Prompt
Filter the data for lines with the word "tracking", then copy every line so identified.

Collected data

○ ○ ○ ○

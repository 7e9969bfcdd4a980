//! Store-backed view provider.
//!
//! Resolves a virtual path to a stored page body, falling back to a
//! secondary provider. Every hit is wired to the change bus so that firing
//! the normalized path evicts each exact cache key it was served under.
//!
//! ```text
//! resolve("/Home/Index.liquid")
//!   normalize ──► "/home/index" ──► pages.get_async(path == …)
//!                     │                 │ miss ──► fallback.get_file(..)
//!                     ▼                 ▼
//!          index["/home/index"] += "/Home/Index.liquid"
//!          bus.get_token("/home/index").register(evict all indexed keys)
//! ```

use std::sync::Arc;

use parking_lot::Mutex;
use rustc_hash::{FxHashMap, FxHashSet};

use super::cache::CacheInvalidator;
use super::file::{FileProvider, ViewFile};
use super::path::normalize;
use crate::log;
use crate::signal::{ChangeBus, ChangeToken};
use crate::store::{Page, Repository};
use crate::template::RenderError;

/// Exact keys served for one normalized path, and the token generation
/// an eviction callback is registered on.
#[derive(Default)]
struct Served {
    keys: FxHashSet<String>,
    token_id: Option<u64>,
}

type ServedIndex = Arc<Mutex<FxHashMap<String, Served>>>;

pub struct StoreViewProvider {
    pages: Arc<dyn Repository<Page>>,
    bus: Arc<ChangeBus>,
    fallback: Arc<dyn FileProvider>,
    invalidator: Arc<dyn CacheInvalidator>,
    extension: String,
    index: ServedIndex,
}

impl StoreViewProvider {
    pub fn new(
        pages: Arc<dyn Repository<Page>>,
        bus: Arc<ChangeBus>,
        fallback: Arc<dyn FileProvider>,
        invalidator: Arc<dyn CacheInvalidator>,
        extension: impl Into<String>,
    ) -> Self {
        Self {
            pages,
            bus,
            fallback,
            invalidator,
            extension: extension.into(),
            index: Arc::default(),
        }
    }

    pub fn extension(&self) -> &str {
        &self.extension
    }

    pub fn normalize(&self, path: &str) -> String {
        normalize(path, &self.extension)
    }

    async fn find_page(&self, normalized: &str) -> Option<Page> {
        self.pages
            .get_async(&|page: &Page| page.path == normalized && page.status.is_active())
            .await
    }

    /// Resolve `path`, tracking it for invalidation when it exists.
    pub async fn resolve(&self, path: &str) -> Result<ViewFile, RenderError> {
        let normalized = self.normalize(path);

        // Taken before the read: an edit signalled while reading fires this
        // token, so the stale result is never published
        let token = self.bus.get_token(&normalized);
        let file = self.read(path, &normalized).await?;
        if !file.exists {
            return Ok(file);
        }

        self.track(path, &normalized, &token);
        Ok(file.with_token(token))
    }

    /// Read `path` without tracking it.
    pub async fn fetch(&self, path: &str) -> Result<ViewFile, RenderError> {
        self.read(path, &self.normalize(path)).await
    }

    async fn read(&self, path: &str, normalized: &str) -> Result<ViewFile, RenderError> {
        match self.find_page(normalized).await {
            Some(page) => Ok(ViewFile::found(
                page.body.into_bytes(),
                Some(page.updated_at.unwrap_or(page.created_at)),
            )),
            None => self.fallback.get_file(path).await,
        }
    }

    /// Existence check without tracking, for the view resolver.
    pub async fn exists(&self, path: &str) -> Result<bool, RenderError> {
        let normalized = self.normalize(path);
        if self.find_page(&normalized).await.is_some() {
            return Ok(true);
        }
        self.fallback.exists(path).await
    }

    /// Exact keys currently tracked for `normalized`.
    pub fn tracked_keys(&self, normalized: &str) -> Vec<String> {
        let index = self.index.lock();
        let mut keys: Vec<String> = index
            .get(normalized)
            .map(|served| served.keys.iter().cloned().collect())
            .unwrap_or_default();
        keys.sort_unstable();
        keys
    }

    fn track(&self, key: &str, normalized: &str, token: &ChangeToken) {
        {
            let mut index = self.index.lock();
            let served = index.entry(normalized.to_owned()).or_default();
            served.keys.insert(key.to_owned());
            if served.token_id == Some(token.id()) {
                return;
            }
            served.token_id = Some(token.id());
        }

        // Registered outside the lock: a token that already fired runs the
        // callback inline, and the callback takes the lock itself.
        let index = Arc::clone(&self.index);
        let invalidator = Arc::clone(&self.invalidator);
        let normalized = normalized.to_owned();
        token.register(move || {
            let keys = index
                .lock()
                .remove(&normalized)
                .map(|served| served.keys)
                .unwrap_or_default();
            let evicted = keys.iter().filter(|key| invalidator.invalidate(key)).count();
            if evicted > 0 {
                log!("store"; "{} changed, evicted {} cached view(s)", normalized, evicted);
            }
        });
    }
}
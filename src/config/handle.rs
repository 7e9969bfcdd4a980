//! Global config handle.
//!
//! Uses `arc-swap` for lock-free reads from request handlers and the
//! watcher thread.
//!
//! ```ignore
//! use crate::config::cfg;
//!
//! let c = cfg();
//! let port = c.serve.port;  // Arc auto-derefs to &AppConfig
//! ```

use super::AppConfig;
use arc_swap::ArcSwap;
use std::sync::{Arc, LazyLock};

/// Initialized with the default config, then replaced with the loaded one in main.
static CONFIG: LazyLock<ArcSwap<AppConfig>> =
    LazyLock::new(|| ArcSwap::from_pointee(AppConfig::default()));

/// Current config. Wait-free.
#[inline]
pub fn cfg() -> Arc<AppConfig> {
    CONFIG.load_full()
}

/// Install the loaded config (called once at startup).
#[inline]
pub fn init_config(config: AppConfig) {
    CONFIG.store(Arc::new(config));
}
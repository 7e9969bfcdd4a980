//! Per-render state visible to extension tags.
//!
//! Liquid tags only see the engine's runtime, so the host state a render
//! needs (services, the parser for nested templates, widget depth) travels
//! in a task-local [`RenderFrame`] installed for the duration of the render.
//!
//! Rendering is synchronous. It runs on a blocking thread, where tags drive
//! store lookups with [`block_on`].

use std::future::Future;
use std::sync::Arc;

use parking_lot::Mutex;
use tokio::runtime::Handle;

use super::{Object, RenderError, Template, TemplateOptions, TemplateParser};
use crate::services::ServiceLocator;

tokio::task_local! {
    static FRAME: RenderFrame;
}

#[derive(Clone)]
pub struct RenderFrame {
    parser: Arc<TemplateParser>,
    services: Option<Arc<ServiceLocator>>,
    max_depth: usize,
    depth: usize,
    /// Typed cause of the failure, shared by every nested frame.
    fault: Arc<Mutex<Option<RenderError>>>,
}

impl RenderFrame {
    pub fn new(
        parser: Arc<TemplateParser>,
        services: Option<Arc<ServiceLocator>>,
        options: &TemplateOptions,
    ) -> Self {
        Self {
            parser,
            services,
            max_depth: options.max_widget_depth,
            depth: 0,
            fault: Arc::default(),
        }
    }

    /// Frame of the render running on this thread, if any.
    pub fn current() -> Option<Self> {
        FRAME.try_with(Self::clone).ok()
    }

    pub fn parser(&self) -> &TemplateParser {
        &self.parser
    }

    pub fn services(&self) -> Option<&Arc<ServiceLocator>> {
        self.services.as_ref()
    }

    /// Widget nesting depth; 0 for a top-level render.
    pub const fn depth(&self) -> usize {
        self.depth
    }

    pub const fn max_depth(&self) -> usize {
        self.max_depth
    }

    /// Frame for a nested widget: same services, one level deeper.
    pub fn child(&self) -> Self {
        Self {
            depth: self.depth + 1,
            ..self.clone()
        }
    }

    /// Execute `template` with this frame installed. The previous frame is
    /// restored when this returns, whether or not the render failed.
    pub fn run(&self, template: &Template, globals: &Object) -> Result<String, liquid::Error> {
        FRAME.sync_scope(self.clone(), || template.render(globals))
    }

    /// [`run`](Self::run), reporting the typed error a tag recorded.
    pub fn render(&self, template: &Template, globals: &Object) -> Result<String, RenderError> {
        self.run(template, globals)
            .map_err(|err| self.fault.lock().take().unwrap_or(RenderError::Liquid(err)))
    }

    /// Record `err` as the cause of the failing render, keeping the
    /// innermost one, and convert it for the engine.
    pub fn fail(&self, err: RenderError) -> liquid::Error {
        let converted = liquid::Error::with_msg(err.to_string());
        self.fault.lock().get_or_insert(err);
        converted
    }
}

/// Drive `future` to completion from synchronous template execution.
///
/// Must be called off the async workers, as renders are.
pub fn block_on<F: Future>(future: F) -> Result<F::Output, RenderError> {
    let handle = Handle::try_current()
        .map_err(|_| RenderError::MissingContext("no async runtime for store lookups".into()))?;
    Ok(handle.block_on(future))
}
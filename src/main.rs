//! Tessera - live, store-backed liquid views.

use std::io::Write;
use std::sync::Arc;

use anyhow::{Context, Result, bail};
use clap::Parser;
use tessera::{
    App, ViewError,
    cli::{Cli, Commands},
    config::{AppConfig, cfg, init_config},
    log,
    serve::serve_views,
    template::{Value, to_model},
    view::RoutingContext,
};

fn main() -> Result<()> {
    let cli = Cli::parse();
    init_config(AppConfig::load(&cli)?);
    let c = cfg();

    let runtime = tokio::runtime::Builder::new_multi_thread()
        .worker_threads(c.serve.workers)
        .enable_all()
        .build()
        .context("Failed to start tokio runtime")?;

    let app = Arc::new(App::from_config(&c)?);

    match cli.command {
        Commands::Serve { .. } => serve_views(app, runtime.handle()),
        Commands::Render {
            view,
            controller,
            area,
            model,
        } => {
            let model = parse_model(model.as_deref())?;
            let mut routing = RoutingContext::controller(controller);
            routing.area = area;
            runtime.block_on(render_one(&app, &view, &routing, model))
        }
        Commands::Check => check_all(&app),
    }
}

/// `--model` JSON, or nil when absent.
fn parse_model(model: Option<&str>) -> Result<Value> {
    let Some(json) = model else {
        return Ok(Value::Nil);
    };
    let value: serde_json::Value = serde_json::from_str(json).context("--model is not valid JSON")?;
    if !value.is_object() {
        bail!("--model must be a JSON object");
    }
    Ok(to_model(&value)?)
}

async fn render_one(app: &App, view: &str, routing: &RoutingContext, model: Value) -> Result<()> {
    match app.render_view(view, routing, model).await {
        Ok(html) => {
            let mut stdout = std::io::stdout().lock();
            stdout.write_all(html.as_bytes())?;
            stdout.flush()?;
            Ok(())
        }
        Err(err @ ViewError::NotFound { .. }) => bail!(err),
        Err(err) => Err(err).with_context(|| format!("Failed to render `{view}`")),
    }
}

fn check_all(app: &App) -> Result<()> {
    let (checked, failures) = app.check();
    for failure in &failures {
        log!("error"; "{}", failure.subject);
        for diagnostic in &failure.diagnostics {
            eprintln!("  {diagnostic}");
        }
    }
    if !failures.is_empty() {
        bail!("{} of {} template(s) failed to parse", failures.len(), checked);
    }
    log!("render"; "{} template(s) parsed", checked);
    Ok(())
}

○ ○ ○ ○

Task answer
    /// Resolve `path`, tracking it for invalidation when it exists.
    /// Read `path` without tracking it.
    /// Existence check without tracking, for the view resolver.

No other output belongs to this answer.